Study material>

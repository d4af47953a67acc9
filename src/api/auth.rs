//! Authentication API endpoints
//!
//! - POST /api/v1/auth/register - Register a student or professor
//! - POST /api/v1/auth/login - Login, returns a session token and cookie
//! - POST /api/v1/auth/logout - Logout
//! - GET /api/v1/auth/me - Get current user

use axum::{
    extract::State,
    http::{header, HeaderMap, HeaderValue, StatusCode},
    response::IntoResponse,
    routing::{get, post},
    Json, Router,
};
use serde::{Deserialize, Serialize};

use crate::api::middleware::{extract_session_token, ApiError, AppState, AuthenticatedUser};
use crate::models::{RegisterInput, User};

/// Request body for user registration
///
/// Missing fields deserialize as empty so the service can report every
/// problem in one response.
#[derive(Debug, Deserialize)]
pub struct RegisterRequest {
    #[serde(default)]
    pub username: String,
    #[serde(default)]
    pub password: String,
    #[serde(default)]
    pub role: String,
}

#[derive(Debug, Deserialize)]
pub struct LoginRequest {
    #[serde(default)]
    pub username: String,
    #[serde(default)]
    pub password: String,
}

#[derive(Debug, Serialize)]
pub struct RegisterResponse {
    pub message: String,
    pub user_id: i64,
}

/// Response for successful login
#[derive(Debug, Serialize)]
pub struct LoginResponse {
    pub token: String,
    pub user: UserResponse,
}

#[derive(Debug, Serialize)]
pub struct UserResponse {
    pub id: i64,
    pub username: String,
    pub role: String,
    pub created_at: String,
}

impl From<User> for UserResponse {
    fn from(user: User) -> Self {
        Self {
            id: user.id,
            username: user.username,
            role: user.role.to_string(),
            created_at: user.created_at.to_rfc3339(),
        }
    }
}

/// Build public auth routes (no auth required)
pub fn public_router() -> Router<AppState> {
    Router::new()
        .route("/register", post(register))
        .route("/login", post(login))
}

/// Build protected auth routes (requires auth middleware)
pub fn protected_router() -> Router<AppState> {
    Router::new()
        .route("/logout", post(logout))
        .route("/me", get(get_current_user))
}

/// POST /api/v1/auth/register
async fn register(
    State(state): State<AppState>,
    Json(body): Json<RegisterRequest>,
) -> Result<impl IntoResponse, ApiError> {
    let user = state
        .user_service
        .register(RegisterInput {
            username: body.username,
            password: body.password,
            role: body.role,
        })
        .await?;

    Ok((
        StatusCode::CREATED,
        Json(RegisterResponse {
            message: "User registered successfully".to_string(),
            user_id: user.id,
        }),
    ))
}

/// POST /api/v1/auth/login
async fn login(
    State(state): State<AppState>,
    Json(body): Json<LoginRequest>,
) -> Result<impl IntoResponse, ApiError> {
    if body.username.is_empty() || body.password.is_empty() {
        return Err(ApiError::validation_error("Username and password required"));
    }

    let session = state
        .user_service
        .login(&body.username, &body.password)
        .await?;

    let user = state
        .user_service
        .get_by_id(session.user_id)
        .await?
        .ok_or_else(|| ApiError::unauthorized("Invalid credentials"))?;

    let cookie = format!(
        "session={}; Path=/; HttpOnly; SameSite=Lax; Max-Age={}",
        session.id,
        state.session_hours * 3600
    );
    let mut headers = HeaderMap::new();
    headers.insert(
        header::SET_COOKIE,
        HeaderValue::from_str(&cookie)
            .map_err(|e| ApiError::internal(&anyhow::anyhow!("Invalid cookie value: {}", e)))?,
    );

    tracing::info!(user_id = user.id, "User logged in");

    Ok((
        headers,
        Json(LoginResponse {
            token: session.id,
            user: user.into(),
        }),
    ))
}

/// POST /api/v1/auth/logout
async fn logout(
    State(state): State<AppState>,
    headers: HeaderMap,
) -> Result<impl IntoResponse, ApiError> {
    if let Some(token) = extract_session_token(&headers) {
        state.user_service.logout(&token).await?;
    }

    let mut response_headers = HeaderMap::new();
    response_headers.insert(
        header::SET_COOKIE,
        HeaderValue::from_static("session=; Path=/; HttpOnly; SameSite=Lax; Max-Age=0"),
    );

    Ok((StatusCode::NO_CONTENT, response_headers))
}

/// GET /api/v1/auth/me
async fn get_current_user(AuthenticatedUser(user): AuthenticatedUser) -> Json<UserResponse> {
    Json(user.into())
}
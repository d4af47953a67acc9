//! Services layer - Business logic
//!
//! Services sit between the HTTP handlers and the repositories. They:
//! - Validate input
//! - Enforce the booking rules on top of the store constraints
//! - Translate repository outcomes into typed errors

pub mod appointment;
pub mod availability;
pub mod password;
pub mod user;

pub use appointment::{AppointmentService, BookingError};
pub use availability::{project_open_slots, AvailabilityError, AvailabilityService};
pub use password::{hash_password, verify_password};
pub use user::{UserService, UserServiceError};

Work to be completed> Copy out all lines above that include the string "ApiError".

Answer to the problem>
use crate::api::middleware::{extract_session_token, ApiError, AppState, AuthenticatedUser};
) -> Result<impl IntoResponse, ApiError> {
) -> Result<impl IntoResponse, ApiError> {
        return Err(ApiError::validation_error("Username and password required"));
        .ok_or_else(|| ApiError::unauthorized("Invalid credentials"))?;
            .map_err(|e| ApiError::internal(&anyhow::anyhow!("Invalid cookie value: {}", e)))?,
) -> Result<impl IntoResponse, ApiError> {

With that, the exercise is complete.